Василий с надеждой уставился на боярина. Может, что верное надумал? А Всеволжский продолжал доверительно:
— Отпиши письмо Юрию, что по весне хотел бы ехать с ним в Орду. Как решит хан, так тому и быть. А мы меж тем что-нибудь придумаем. Даст Бог, так московский стол за тобой останется. Я еще с мурзами знатными переговорю. Есть у меня в друзьях татары добрые, которые в обиду не дадут.
— Чем же я тебе обязан буду, если на московском столе останусь? — спросил Василий, понимая, что неспроста печется Всеволжский.
Боярин в раздумье помедлил, а потом отвечал:
— Все ты, батюшка, торопишься, сторонишься меня. Мой дом объезжаешь. Заехал бы как-нибудь, навестил меня. Хоромы мои посмотрел бы, а там и поговорим.
Великий князь пришел к Ивану Дмитриевичу после обедни, приехал во двор Всеволжского без обычного сопровождения: не было ни бояр, ни челяди, только Прошка Пришелец да холоп дворовый для посылок.
Боярин Всеволжский жил в Китай-городе, и хоромины его, строенные в три клети, стояли на берегу речки Неглинной, подавляя своим размахом и великолепием тесные избенки ремесленников.
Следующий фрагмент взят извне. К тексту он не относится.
use sv_core::SvError;
use thiserror::Error;

#[derive(Error, Debug)]
pub enum VectorDbError {
    #[error("Dimension mismatch: expected {expected}, got {got}")]
    DimensionMismatch { expected: usize, got: usize },
    #[error("Record not found: {0}")]
    NotFound(String),
    #[error("Cannot build an index from zero records")]
    EmptyInput,
    #[error("Invalid argument: {0}")]
    InvalidArgument(String),
    #[error("Store has no records")]
    EmptyStore,
    #[error("Embedding provider error: {0}")]
    EmbeddingProvider(#[source] SvError),
    #[error("Storage error: {0}")]
    Storage(String),
    #[error("Serialization error: {0}")]
    Serialization(String),
    #[error("IO error: {0}")]
    Io(#[from] std::io::Error),
}

pub type Result<T> = std::result::Result<T, VectorDbError>;
//! Embedding provider capability and a deterministic offline provider.

use async_trait::async_trait;

use crate::error::{Result, SvError};
use crate::types::EmbedPurpose;

/// Turns text into a fixed-length vector.
///
/// Every call on one provider returns vectors of [`dimension`](Self::dimension)
/// length. Failures (transport, quota, auth) are returned as-is; callers
/// decide whether to retry.
#[async_trait]
pub trait EmbeddingProvider: Send + Sync {
    async fn embed(&self, text: &str, purpose: EmbedPurpose) -> Result<Vec<f32>>;

    fn dimension(&self) -> usize;

    fn model_name(&self) -> &str {
        "unknown"
    }
}

const FNV_OFFSET: u64 = 0xcbf2_9ce4_8422_2325;
const FNV_PRIME: u64 = 0x0000_0100_0000_01b3;

/// Feature-hashing embedder: each lowercase alphanumeric token is hashed
/// into a signed bucket and the result is L2-normalised.
///
/// Texts sharing vocabulary land close together, which is enough for
/// demos and tests without a network round trip.
#[derive(Debug, Clone)]
pub struct HashingEmbedder {
    dimension: usize,
    model: String,
}

impl HashingEmbedder {
    pub fn new(dimension: usize) -> Result<Self> {
        if dimension == 0 {
            return Err(SvError::InvalidConfig("embedding dimension cannot be 0".into()));
        }
        Ok(Self {
            dimension,
            model: "feature-hash-v1".into(),
        })
    }

    pub fn with_model(mut self, model: impl Into<String>) -> Self {
        self.model = model.into();
        self
    }

    fn hash_token(token: &str) -> u64 {
        token.bytes().fold(FNV_OFFSET, |h, b| (h ^ u64::from(b)).wrapping_mul(FNV_PRIME))
    }

    /// Synchronous core of [`EmbeddingProvider::embed`].
    pub fn embed_text(&self, text: &str) -> Vec<f32> {
        let mut v = vec![0f32; self.dimension];
        let lowered = text.to_lowercase();
        for token in lowered.split(|c: char| !c.is_alphanumeric()).filter(|t| !t.is_empty()) {
            let h = Self::hash_token(token);
            let bucket = (h % self.dimension as u64) as usize;
            let sign = if h >> 63 == 0 { 1.0 } else { -1.0 };
            v[bucket] += sign;
        }
        let norm = v.iter().map(|x| x * x).sum::<f32>().sqrt();
        if norm > 0.0 {
            for x in v.iter_mut() {
                *x /= norm;
            }
        }
        v
    }
}

#[async_trait]
impl EmbeddingProvider for HashingEmbedder {
    async fn embed(&self, text: &str, _purpose: EmbedPurpose) -> Result<Vec<f32>> {
        Ok(self.embed_text(text))
    }

    fn dimension(&self) -> usize {
        self.dimension
    }

    fn model_name(&self) -> &str {
        &self.model
    }
}
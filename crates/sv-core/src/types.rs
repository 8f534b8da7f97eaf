use serde::{Deserialize, Serialize};
use std::fmt;

/// What an embedding will be used for. Retrieval models embed stored
/// documents and search queries asymmetrically.
#[derive(Debug, Clone, Copy, PartialEq, Eq, Hash, Serialize, Deserialize)]
#[serde(rename_all = "snake_case")]
pub enum EmbedPurpose {
    /// Text that will be stored and searched over.
    Document,
    /// Text used to search the stored documents.
    Query,
}

impl fmt::Display for EmbedPurpose {
    fn fmt(&self, f: &mut fmt::Formatter<'_>) -> fmt::Result {
        match self {
            Self::Document => write!(f, "retrieval_document"),
            Self::Query => write!(f, "retrieval_query"),
        }
    }
}
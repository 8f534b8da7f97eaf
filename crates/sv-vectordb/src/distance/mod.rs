//! Distance metrics for nearest-neighbor search.
//!
//! Every metric is expressed as a distance: lower means closer.

use std::fmt;
use std::str::FromStr;

use crate::error::VectorDbError;

/// Supported distance metrics.
#[derive(Debug, Clone, Copy, PartialEq, Eq, Default, serde::Serialize, serde::Deserialize)]
#[serde(rename_all = "lowercase")]
pub enum DistanceMetric {
    /// Euclidean distance.
    #[default]
    L2,
    /// `1 - cosine_similarity`, in [0, 2].
    Cosine,
    /// Negated inner product.
    Ip,
}

impl fmt::Display for DistanceMetric {
    fn fmt(&self, f: &mut fmt::Formatter<'_>) -> fmt::Result {
        match self {
            Self::L2 => write!(f, "l2"),
            Self::Cosine => write!(f, "cosine"),
            Self::Ip => write!(f, "ip"),
        }
    }
}

impl FromStr for DistanceMetric {
    type Err = VectorDbError;

    fn from_str(s: &str) -> Result<Self, Self::Err> {
        match s.to_lowercase().as_str() {
            "l2" | "euclidean" => Ok(Self::L2),
            "cosine" | "cos" => Ok(Self::Cosine),
            "ip" | "dot" | "inner_product" => Ok(Self::Ip),
            other => Err(VectorDbError::InvalidArgument(format!("unknown distance metric: {other}"))),
        }
    }
}

impl DistanceMetric {
    /// Distance between two equal-length vectors.
    #[inline]
    pub fn distance(self, a: &[f32], b: &[f32]) -> f32 {
        match self {
            Self::L2 => euclidean(a, b),
            Self::Cosine => 1.0 - cosine_similarity(a, b),
            Self::Ip => -inner_product(a, b),
        }
    }
}

/// Compute inner product (dot product) of two vectors.
#[inline]
pub fn inner_product(a: &[f32], b: &[f32]) -> f32 {
    debug_assert_eq!(a.len(), b.len());
    a.iter().zip(b.iter()).map(|(x, y)| x * y).sum()
}

/// Compute L2 squared distance.
#[inline]
pub fn l2_squared(a: &[f32], b: &[f32]) -> f32 {
    debug_assert_eq!(a.len(), b.len());
    a.iter().zip(b.iter()).map(|(x, y)| {
        let d = x - y;
        d * d
    }).sum()
}

#[inline]
pub fn euclidean(a: &[f32], b: &[f32]) -> f32 {
    l2_squared(a, b).sqrt()
}

/// L2 norm of a vector.
#[inline]
pub fn norm(v: &[f32]) -> f32 {
    v.iter().map(|x| x * x).sum::<f32>().sqrt()
}

/// Compute cosine similarity (returns value in [-1, 1]).
/// A zero vector has similarity 0 with everything.
#[inline]
pub fn cosine_similarity(a: &[f32], b: &[f32]) -> f32 {
    cosine_from_parts(inner_product(a, b), norm(a), norm(b))
}

/// Cosine similarity from a precomputed dot product and norms.
#[inline]
pub fn cosine_from_parts(dot: f32, norm_a: f32, norm_b: f32) -> f32 {
    if norm_a == 0.0 || norm_b == 0.0 {
        return 0.0;
    }
    dot / (norm_a * norm_b)
}
//! End-to-end tests for SemanticStore with scripted embedding providers.

use async_trait::async_trait;
use std::collections::HashMap;
use std::sync::atomic::{AtomicBool, AtomicUsize, Ordering};
use std::sync::Arc;
use sv_core::{EmbedPurpose, EmbeddingProvider, HashingEmbedder, SemanticConfig, StorageBackend, SvError};
use sv_vectordb::{
    store::Fields, DistanceMetric, FlatIndexBuilder, KvStore, MemoryKvStore, SemanticStore,
    VectorDbError, VectorRecordStore,
};
use tempfile::TempDir;

/// Returns a fixed vector per text; can be switched into failure mode.
struct ScriptedProvider {
    vectors: HashMap<String, Vec<f32>>,
    dimension: usize,
    failing: AtomicBool,
    calls: AtomicUsize,
    purposes: parking_lot::Mutex<Vec<EmbedPurpose>>,
}

impl ScriptedProvider {
    fn new(dimension: usize, pairs: Vec<(&str, Vec<f32>)>) -> Arc<Self> {
        Arc::new(Self {
            vectors: pairs.into_iter().map(|(t, v)| (t.to_string(), v)).collect(),
            dimension,
            failing: AtomicBool::new(false),
            calls: AtomicUsize::new(0),
            purposes: parking_lot::Mutex::new(Vec::new()),
        })
    }

    fn set_failing(&self, failing: bool) {
        self.failing.store(failing, Ordering::SeqCst);
    }

    fn calls(&self) -> usize {
        self.calls.load(Ordering::SeqCst)
    }
}

#[async_trait]
impl EmbeddingProvider for ScriptedProvider {
    async fn embed(&self, text: &str, purpose: EmbedPurpose) -> sv_core::Result<Vec<f32>> {
        self.calls.fetch_add(1, Ordering::SeqCst);
        self.purposes.lock().push(purpose);
        if self.failing.load(Ordering::SeqCst) {
            return Err(SvError::Unavailable("connection reset by peer".into()));
        }
        self.vectors.get(text)
            .cloned()
            .ok_or_else(|| SvError::Embedding(format!("no vector scripted for {text:?}")))
    }

    fn dimension(&self) -> usize {
        self.dimension
    }

    fn model_name(&self) -> &str {
        "scripted"
    }
}

/// Memory backing that fails one chosen write (1-based) and, on demand,
/// every delete.
struct FailingKv {
    inner: MemoryKvStore,
    writes: AtomicUsize,
    failing_write: usize,
    fail_deletes: AtomicBool,
}

impl FailingKv {
    fn failing_on_write(failing_write: usize) -> Arc<Self> {
        Arc::new(Self {
            inner: MemoryKvStore::new(),
            writes: AtomicUsize::new(0),
            failing_write,
            fail_deletes: AtomicBool::new(false),
        })
    }
}

impl KvStore for FailingKv {
    fn set_fields(&self, key: &str, fields: Fields) -> sv_vectordb::Result<()> {
        let n = self.writes.fetch_add(1, Ordering::SeqCst) + 1;
        if n == self.failing_write {
            return Err(VectorDbError::Storage("disk full".into()));
        }
        self.inner.set_fields(key, fields)
    }

    fn get_fields(&self, key: &str) -> sv_vectordb::Result<Option<Fields>> {
        self.inner.get_fields(key)
    }

    fn list_keys(&self, prefix: &str) -> sv_vectordb::Result<Vec<String>> {
        self.inner.list_keys(prefix)
    }

    fn delete(&self, key: &str) -> sv_vectordb::Result<bool> {
        if self.fail_deletes.load(Ordering::SeqCst) {
            return Err(VectorDbError::Storage("read-only filesystem".into()));
        }
        self.inner.delete(key)
    }
}

fn backed_store(provider: Arc<ScriptedProvider>, kv: Arc<FailingKv>) -> SemanticStore {
    SemanticStore::new(
        provider,
        VectorRecordStore::open(kv, "doc:").unwrap(),
        Box::new(FlatIndexBuilder::new(DistanceMetric::L2)),
    )
}

fn abc_provider() -> Arc<ScriptedProvider> {
    ScriptedProvider::new(2, vec![
        ("alpha", vec![0.0, 0.0]),
        ("bravo", vec![3.0, 4.0]),
        ("charlie", vec![1.0, 1.0]),
        ("origin", vec![0.0, 0.0]),
        ("far corner", vec![3.0, 3.9]),
        ("wide", vec![1.0, 2.0, 3.0]),
        ("some text", vec![5.0, 5.0]),
    ])
}

async fn abc_store(provider: Arc<ScriptedProvider>) -> SemanticStore {
    let store = SemanticStore::in_memory(provider, DistanceMetric::L2);
    store.ingest("A", "alpha").await.unwrap();
    store.ingest("B", "bravo").await.unwrap();
    store.ingest("C", "charlie").await.unwrap();
    store
}

#[tokio::test]
async fn test_query_nearest_two() {
    let store = abc_store(abc_provider()).await;
    let result = store.query("origin", 2).await.unwrap();
    assert_eq!(result.ids(), vec!["A", "C"]);
    assert_eq!(result.neighbors[0].distance, 0.0);
    assert!((result.neighbors[1].distance - 2f32.sqrt()).abs() < 1e-6);
}

#[tokio::test]
async fn test_query_empty_store() {
    let provider = abc_provider();
    let store = SemanticStore::in_memory(provider.clone(), DistanceMetric::L2);
    assert!(matches!(store.query("origin", 3).await, Err(VectorDbError::EmptyStore)));
    assert_eq!(provider.calls(), 0);
}

#[tokio::test]
async fn test_query_rejects_zero_k() {
    let store = abc_store(abc_provider()).await;
    assert!(matches!(store.query("origin", 0).await, Err(VectorDbError::InvalidArgument(_))));
}

#[tokio::test]
async fn test_ingest_provider_failure_leaves_store_unchanged() {
    let provider = abc_provider();
    let store = abc_store(provider.clone()).await;
    store.query("origin", 1).await.unwrap();
    assert!(!store.is_index_stale());

    provider.set_failing(true);
    let err = store.ingest("X", "some text").await.unwrap_err();
    match &err {
        VectorDbError::EmbeddingProvider(SvError::Unavailable(msg)) => {
            assert!(msg.contains("connection reset"));
        }
        other => panic!("unexpected error: {other:?}"),
    }
    assert!(std::error::Error::source(&err).is_some());
    assert_eq!(store.len(), 3);
    assert!(matches!(store.get("X"), Err(VectorDbError::NotFound(_))));
    assert!(!store.is_index_stale());

    provider.set_failing(false);
    store.ingest("X", "some text").await.unwrap();
    assert!(store.is_index_stale());
    assert_eq!(store.len(), 4);
}

#[tokio::test]
async fn test_query_provider_failure_is_not_retried() {
    let provider = abc_provider();
    let store = abc_store(provider.clone()).await;
    provider.set_failing(true);
    let before = provider.calls();
    assert!(matches!(
        store.query("origin", 1).await,
        Err(VectorDbError::EmbeddingProvider(_))
    ));
    assert_eq!(provider.calls(), before + 1);
}

#[tokio::test]
async fn test_ingest_dimension_mismatch() {
    let store = abc_store(abc_provider()).await;
    assert!(matches!(
        store.ingest("W", "wide").await,
        Err(VectorDbError::DimensionMismatch { expected: 2, got: 3 })
    ));
    assert_eq!(store.len(), 3);
}

#[tokio::test]
async fn test_purposes_passed_to_provider() {
    let provider = abc_provider();
    let store = abc_store(provider.clone()).await;
    store.query("origin", 1).await.unwrap();
    let purposes = provider.purposes.lock().clone();
    assert_eq!(
        purposes,
        vec![EmbedPurpose::Document, EmbedPurpose::Document, EmbedPurpose::Document, EmbedPurpose::Query]
    );
}

#[tokio::test]
async fn test_dirty_index_rebuilt_on_query() {
    let store = abc_store(abc_provider()).await;
    assert!(store.is_index_stale());
    let first = store.query("far corner", 1).await.unwrap();
    assert_eq!(first.ids(), vec!["B"]);
    assert!(!store.is_index_stale());

    // Replacing B moves it away; the next query has to see the new vector.
    store.ingest("B", "alpha").await.unwrap();
    assert!(store.is_index_stale());
    let second = store.query("far corner", 1).await.unwrap();
    assert_eq!(second.ids(), vec!["C"]);
    assert_eq!(store.get("B").unwrap().content(), Some("alpha"));
}

#[tokio::test]
async fn test_remove_marks_dirty() {
    let store = abc_store(abc_provider()).await;
    store.query("origin", 1).await.unwrap();
    store.remove("A").unwrap();
    assert!(store.is_index_stale());
    let result = store.query("origin", 5).await.unwrap();
    assert_eq!(result.ids(), vec!["C", "B"]);
    assert!(matches!(store.remove("A"), Err(VectorDbError::NotFound(_))));

    store.remove("B").unwrap();
    store.remove("C").unwrap();
    assert!(matches!(store.query("origin", 1).await, Err(VectorDbError::EmptyStore)));
}

#[tokio::test]
async fn test_rebuild_index_is_idempotent() {
    let provider = abc_provider();
    let empty = SemanticStore::in_memory(provider.clone(), DistanceMetric::L2);
    empty.rebuild_index().unwrap();
    empty.rebuild_index().unwrap();

    let store = abc_store(provider).await;
    store.rebuild_index().unwrap();
    assert!(!store.is_index_stale());
    let a = store.query("far corner", 3).await.unwrap();
    store.rebuild_index().unwrap();
    let b = store.query("far corner", 3).await.unwrap();
    assert_eq!(a, b);
}

#[tokio::test]
async fn test_ingest_batch_all_or_nothing() {
    let provider = abc_provider();
    let store = SemanticStore::in_memory(provider.clone(), DistanceMetric::L2);

    let err = store.ingest_batch(vec![("A", "alpha"), ("Q", "unscripted")]).await;
    assert!(matches!(err, Err(VectorDbError::EmbeddingProvider(SvError::Embedding(_)))));
    assert!(store.is_empty());

    let err = store.ingest_batch(vec![("A", "alpha"), ("W", "wide")]).await;
    assert!(matches!(err, Err(VectorDbError::DimensionMismatch { .. })));
    assert!(store.is_empty());

    let n = store.ingest_batch(vec![("A", "alpha"), ("B", "bravo"), ("C", "charlie")]).await.unwrap();
    assert_eq!(n, 3);
    let ids: Vec<String> = store.all().iter().map(|r| r.id().to_string()).collect();
    assert_eq!(ids, vec!["A", "B", "C"]);
    assert_eq!(store.ingest_batch(Vec::<(String, String)>::new()).await.unwrap(), 0);
}

#[tokio::test]
async fn test_concurrent_queries_share_index() {
    let store = Arc::new(abc_store(abc_provider()).await);
    let mut handles = Vec::new();
    for _ in 0..8 {
        let store = Arc::clone(&store);
        handles.push(tokio::spawn(async move {
            store.query("origin", 2).await.unwrap().ids().iter().map(|s| s.to_string()).collect::<Vec<_>>()
        }));
    }
    for h in handles {
        assert_eq!(h.await.unwrap(), vec!["A", "C"]);
    }
}

#[tokio::test]
async fn test_cosine_strategy() {
    let provider = ScriptedProvider::new(2, vec![
        ("east", vec![1.0, 0.0]),
        ("far east", vec![100.0, 0.0]),
        ("north", vec![0.0, 1.0]),
        ("query", vec![1.0, 0.0]),
    ]);
    let store = SemanticStore::new(
        provider,
        VectorRecordStore::new(),
        Box::new(FlatIndexBuilder::new(DistanceMetric::Cosine)),
    );
    assert_eq!(store.metric(), DistanceMetric::Cosine);
    store.ingest("e", "east").await.unwrap();
    store.ingest("fe", "far east").await.unwrap();
    store.ingest("n", "north").await.unwrap();
    let result = store.query("query", 3).await.unwrap();
    // Same direction ties on distance and falls back to identifier order.
    assert_eq!(result.ids(), vec!["e", "fe", "n"]);
}

#[tokio::test]
async fn test_from_config_file_backend_recovers() {
    let dir = TempDir::new().unwrap();
    let mut config = SemanticConfig::default();
    config.storage.backend = StorageBackend::File;
    config.storage.path = Some(dir.path().join("store"));

    {
        let provider = Arc::new(HashingEmbedder::new(256).unwrap());
        let store = SemanticStore::from_config(&config, provider).unwrap();
        store.ingest("rust", "Rust guarantees memory safety").await.unwrap();
        store.ingest("tower", "The Eiffel Tower is in Paris").await.unwrap();
    }

    let provider = Arc::new(HashingEmbedder::new(256).unwrap());
    let store = SemanticStore::from_config(&config, provider).unwrap();
    assert_eq!(store.len(), 2);
    assert!(store.is_index_stale());
    let result = store.query("where is the Eiffel Tower", 1).await.unwrap();
    assert_eq!(result.ids(), vec!["tower"]);
    assert_eq!(store.get("rust").unwrap().content(), Some("Rust guarantees memory safety"));
}

#[tokio::test]
async fn test_from_config_rejects_provider_dimension() {
    let config = SemanticConfig::default();
    let provider = Arc::new(HashingEmbedder::new(8).unwrap());
    assert!(matches!(
        SemanticStore::from_config(&config, provider),
        Err(VectorDbError::DimensionMismatch { expected: 256, got: 8 })
    ));
}

#[tokio::test]
async fn test_ingest_batch_storage_failure_keeps_index_consistent() {
    let kv = FailingKv::failing_on_write(3);
    let store = backed_store(abc_provider(), kv.clone());
    store.ingest("A", "alpha").await.unwrap();
    assert_eq!(store.query("far corner", 1).await.unwrap().ids(), vec!["A"]);
    assert!(!store.is_index_stale());

    let err = store.ingest_batch(vec![("B", "bravo"), ("C", "charlie")]).await;
    assert!(matches!(err, Err(VectorDbError::Storage(_))));
    assert_eq!(store.len(), 1);
    assert!(matches!(store.get("B"), Err(VectorDbError::NotFound(_))));
    assert_eq!(kv.list_keys("doc:").unwrap(), vec!["doc:A"]);
    // Nothing changed, so the clean index is still accurate.
    assert!(!store.is_index_stale());
    assert_eq!(store.query("far corner", 3).await.unwrap().ids(), vec!["A"]);

    store.ingest_batch(vec![("B", "bravo"), ("C", "charlie")]).await.unwrap();
    assert!(store.is_index_stale());
    assert_eq!(store.query("far corner", 1).await.unwrap().ids(), vec!["B"]);
}

#[tokio::test]
async fn test_remove_storage_failure_keeps_record_queryable() {
    let kv = FailingKv::failing_on_write(0);
    let store = backed_store(abc_provider(), kv.clone());
    store.ingest("A", "alpha").await.unwrap();
    store.ingest("C", "charlie").await.unwrap();
    store.query("origin", 1).await.unwrap();

    kv.fail_deletes.store(true, Ordering::SeqCst);
    assert!(matches!(store.remove("A"), Err(VectorDbError::Storage(_))));
    assert!(!store.is_index_stale());
    assert_eq!(store.query("origin", 2).await.unwrap().ids(), vec!["A", "C"]);

    kv.fail_deletes.store(false, Ordering::SeqCst);
    store.remove("A").unwrap();
    assert!(store.is_index_stale());
    assert_eq!(store.query("origin", 2).await.unwrap().ids(), vec!["C"]);
}
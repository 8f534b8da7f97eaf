pub mod config;
pub mod embedding;
pub mod error;
pub mod types;

pub use config::{SemanticConfig, StorageBackend};
pub use embedding::{EmbeddingProvider, HashingEmbedder};
pub use error::{Result, SvError};
pub use types::EmbedPurpose;
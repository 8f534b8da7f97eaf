//! Nearest-neighbor indexes built from record snapshots.

mod flat;
mod traits;

pub use flat::{FlatIndex, FlatIndexBuilder};
pub use traits::{IndexStrategy, SimilarityIndex};

/// One hit of a nearest-neighbor query.
#[derive(Debug, Clone, PartialEq)]
pub struct Neighbor {
    pub id: String,
    pub distance: f32,
}

/// Hits ordered by ascending distance, ties by ascending identifier.
#[derive(Debug, Clone, Default, PartialEq)]
pub struct QueryResult {
    pub neighbors: Vec<Neighbor>,
}

impl QueryResult {
    pub fn empty() -> Self {
        Self { neighbors: vec![] }
    }

    pub fn len(&self) -> usize {
        self.neighbors.len()
    }

    pub fn is_empty(&self) -> bool {
        self.neighbors.is_empty()
    }

    pub fn iter(&self) -> std::slice::Iter<'_, Neighbor> {
        self.neighbors.iter()
    }

    pub fn ids(&self) -> Vec<&str> {
        self.neighbors.iter().map(|n| n.id.as_str()).collect()
    }
}

impl IntoIterator for QueryResult {
    type Item = Neighbor;
    type IntoIter = std::vec::IntoIter<Neighbor>;
    fn into_iter(self) -> Self::IntoIter {
        self.neighbors.into_iter()
    }
}
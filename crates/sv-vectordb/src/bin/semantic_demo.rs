//! Ingest a handful of facts, then run one semantic query against them.

use std::path::PathBuf;
use std::sync::Arc;

use anyhow::{bail, Context, Result};
use clap::Parser;
use sv_core::{EmbeddingProvider, HashingEmbedder, SemanticConfig};
use sv_vectordb::SemanticStore;
use tracing::info;
use tracing_subscriber::EnvFilter;

const FACTS: &[&str] = &[
    "The Eiffel Tower in Paris was completed in 1889.",
    "Mount Everest is the highest mountain above sea level.",
    "Honey never spoils when it is stored in a sealed container.",
    "Octopuses have three hearts and blue blood.",
    "The Great Wall of China is visible across many provinces.",
    "Rust guarantees memory safety without a garbage collector.",
    "Water boils at 100 degrees Celsius at sea level.",
    "Bananas are botanically classified as berries.",
];

#[derive(Parser, Debug)]
#[command(name = "semantic-demo", about = "Semantic search over a few hard-coded facts")]
struct Args {
    /// JSON config file; defaults plus SEMVEC_* variables are used otherwise
    #[arg(short, long)]
    config: Option<PathBuf>,

    /// How many facts to return
    #[arg(short = 'k', long, default_value_t = 3)]
    top_k: usize,

    /// Text to search for
    #[arg(default_value = "Which mountain is the tallest?")]
    query: String,
}

fn init_tracing(level: &str) {
    let filter = EnvFilter::try_from_default_env().unwrap_or_else(|_| EnvFilter::new(level));
    tracing_subscriber::fmt()
        .with_env_filter(filter)
        .with_target(false)
        .init();
}

fn build_provider(config: &SemanticConfig) -> Result<Arc<dyn EmbeddingProvider>> {
    match config.embedding.provider.as_str() {
        "hashing" => Ok(Arc::new(
            HashingEmbedder::new(config.embedding.dimension)?.with_model(config.embedding.model.clone()),
        )),
        other => bail!("embedding provider '{other}' is not available in this build"),
    }
}

#[tokio::main]
async fn main() -> Result<()> {
    let args = Args::parse();
    let config = match &args.config {
        Some(path) => SemanticConfig::from_json_file(path)
            .with_context(|| format!("loading config from {}", path.display()))?,
        None => SemanticConfig::from_env()?,
    };
    init_tracing(&config.logging.level);

    let provider = build_provider(&config)?;
    let store = SemanticStore::from_config(&config, provider)?;

    let facts = FACTS.iter().enumerate().map(|(i, fact)| (format!("fact:{i}"), *fact));
    let ingested = store.ingest_batch(facts).await?;
    info!(ingested, total = store.len(), "Facts stored");

    let result = store.query(&args.query, args.top_k).await?;
    println!("query: {}", args.query);
    for hit in result {
        let text = store.get(&hit.id)?.content().unwrap_or_default().to_string();
        println!("{:<8} {:>8.4}  {}", hit.id, hit.distance, text);
    }
    Ok(())
}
Жил Иван Дмитриевич отдельно от прочих бояр, которые норовили селиться ближе к великокняжескому двору и обязательно в Кремле. Не выносил его своевольный характер зависимости от московского князя. И если Москва принадлежала великому князю, то эту часть Китай-города Иван Дмитриевич не без оснований считал своей вотчиной. Даже купцы здесь кланялись ему ниже, чем самому Василию Васильевичу, называли его ласково «благодетелем» или «батюшка наш».
Великого князя встречали хлебосольно. Сама хозяюшка — красавица Юлия — вышла с хлебом-солью. Отломил сдобный ломоть Василий, макнул его в соль, откусил малость и в дом прошел.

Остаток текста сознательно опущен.